I’ve always been told that I possess an overactive mind. Perhaps that’s why I never grab the daily rag on my way to the sky-train. I’d rather use that time to spin the big giant wheel in my mind in hopes that it might stop spinning by the time I reach my destination and therefore am required by location to act normal for a short period of time. It’s a dangerous trait. A lot of the instances where it kicks into overdrive, it is attempting to sabotage some other part of me. The hardest thing I’ve had to do as an adult is to reduce the impact that my thoughts have on my heart, on my life. Eventually I would like to work together with it’s insanity, but that might just be too far fetched. Again, last night, it tried to take the legs right out from under my chair.
My immediate goal is to find the one thing that will without a shadow of a doubt flip my coin back to an optimistic face. While the pup always forces joy into my heart, it’s a little different then hope. At about midnight last night, I just stopped and looked off my balcony. My life has come so far, in such a short time. Finding what I was put on this earth to create. Finding what type of persons I want in my life. Having a dependant furry life-time friend. Finding out what real friendship feels like, what real heartbreak feels like. Overwhelming me a great deal. When my mind is still, it’s more dead than ever. When my body settles, I struggle to stay awake. I’m officially mentally and physically exhausted.
I need a few weeks of easy living to recoup. Luckily, my outlet is written, which I can do from anywhere. Often times I write better when I’m at my wit’s end, because I’ve lost control of which filters to apply.

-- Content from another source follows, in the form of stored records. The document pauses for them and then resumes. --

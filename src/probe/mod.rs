//! HTTP probe against the inference server.
//!
//! A probe is one synchronous, non-streaming round trip. Every failure is
//! classified into a [`ProbeError`] variant instead of being raised, so test
//! bodies can distinguish "server down" from "server answered garbage".
//!
//! # Endpoints
//!
//! | Endpoint                | Method | Extracted field                 |
//! |-------------------------|--------|---------------------------------|
//! | `/api/tags`             | GET    | `models[].name`                 |
//! | `/api/version`          | GET    | `version`                       |
//! | `/v1/chat/completions`  | POST   | `choices[0].message.content`    |
//! | `/api/generate`         | POST   | `response`                      |
//!
//! # Example
//!
//! ```rust,ignore
//! use chirai::config::ServerConfig;
//! use chirai::probe::{ChatOptions, ProbeClient};
//!
//! let probe = ProbeClient::new(&ServerConfig::default())?;
//! let reply = probe.chat_text("gemma3:1b", "What is 2+2?").await?;
//! println!("{} ({:.2}s)", reply.content, reply.elapsed.as_secs_f64());
//! ```

mod client;
mod error;
mod types;

pub use client::{ProbeClient, PROBE_USER_AGENT};
pub use error::ProbeError;
pub use types::{ChatMessage, ChatOptions, ChatReply, ChatRequest, GenerateRequest, ModelInfo};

For the first time ever, as an artist, I’ve met a muse. I used to think the idea of a muse was an urban myth that other artists used to fuel love in other artists. Instead, it’s a terrifying uncontrollable urge to put lead to sheets, words to lines, feelings into language. When I think about her, or who she is, or what she stands for, I get the most exceptional flood of ideas. They don’t always focus around her (or a fictional version of her), as I’ve written some pretty horrific little stories in the past week. But I’ve also oozed something beautiful from my mind. A love story. Being near or speaking to a muse, is like being possessed. You’re not sure why your mind is flying at a thousand revolutions per second, or where to start your interpretation of those thoughts. I’m not certain I can do it justice by inaccurately trying to put across how it feels. You know that analogy about having room after room of information in your head, and in order to be a decent artist you’ve got to learn to open those doors yourself without waiting for them to slip open on their own? Well, it’s like she’s running down the hallway of my mind, opening every door she comes across. Every now and then she hits a supply closet or something with really random thoughts behind it, which never ceases to startle me. It’s intoxicating. The greatest high I’ve ever felt. It’s a very freeing state of self.
I will continue my journey on the road to real happiness and satisfaction. But any other writer in the world can tell you, that the second I write something down I hate it. We just learn to delete less, and contemplate our details as little as possible. So maybe it’s a waste of time to seek satisfaction. My life couldn’t get any more broad. I can wake up tomorrow, and accomplish pretty much anything I want to. With each day that passes, I feel more and more alive. As I haven’t been flourishing for a long stretch of time now. So the opportunity’s sudden arrival has left me a little lost and stumbling around in the dark.
I think it all started with this blog. I have found a solid release of some negativity that brews. A place where I’ve got no reason to speak softly or bite my tongue. That is good and all, but then came the flood of appreciation. It swept me off the floor and onto the drawing board. I have never been one who’s warm when it comes to accepting compliments, but I feel that the words I write down and the thoughts I have are the most important thing about me. So when it comes to these sickening cases of type-vomit getting praise, by fans and by some important people, I stutter and try to hide under my desk for a little while. I guess the success and affection I am receiving will only grow in size, so maybe it’s about time I get used to it. Or at the very least, don’t instinctively blurt out terrible things about myself to those complimenting me.
Thank you for continuing to read my stuff, and sending love my way. You’re all amazing people. I look forward to meeting more of you.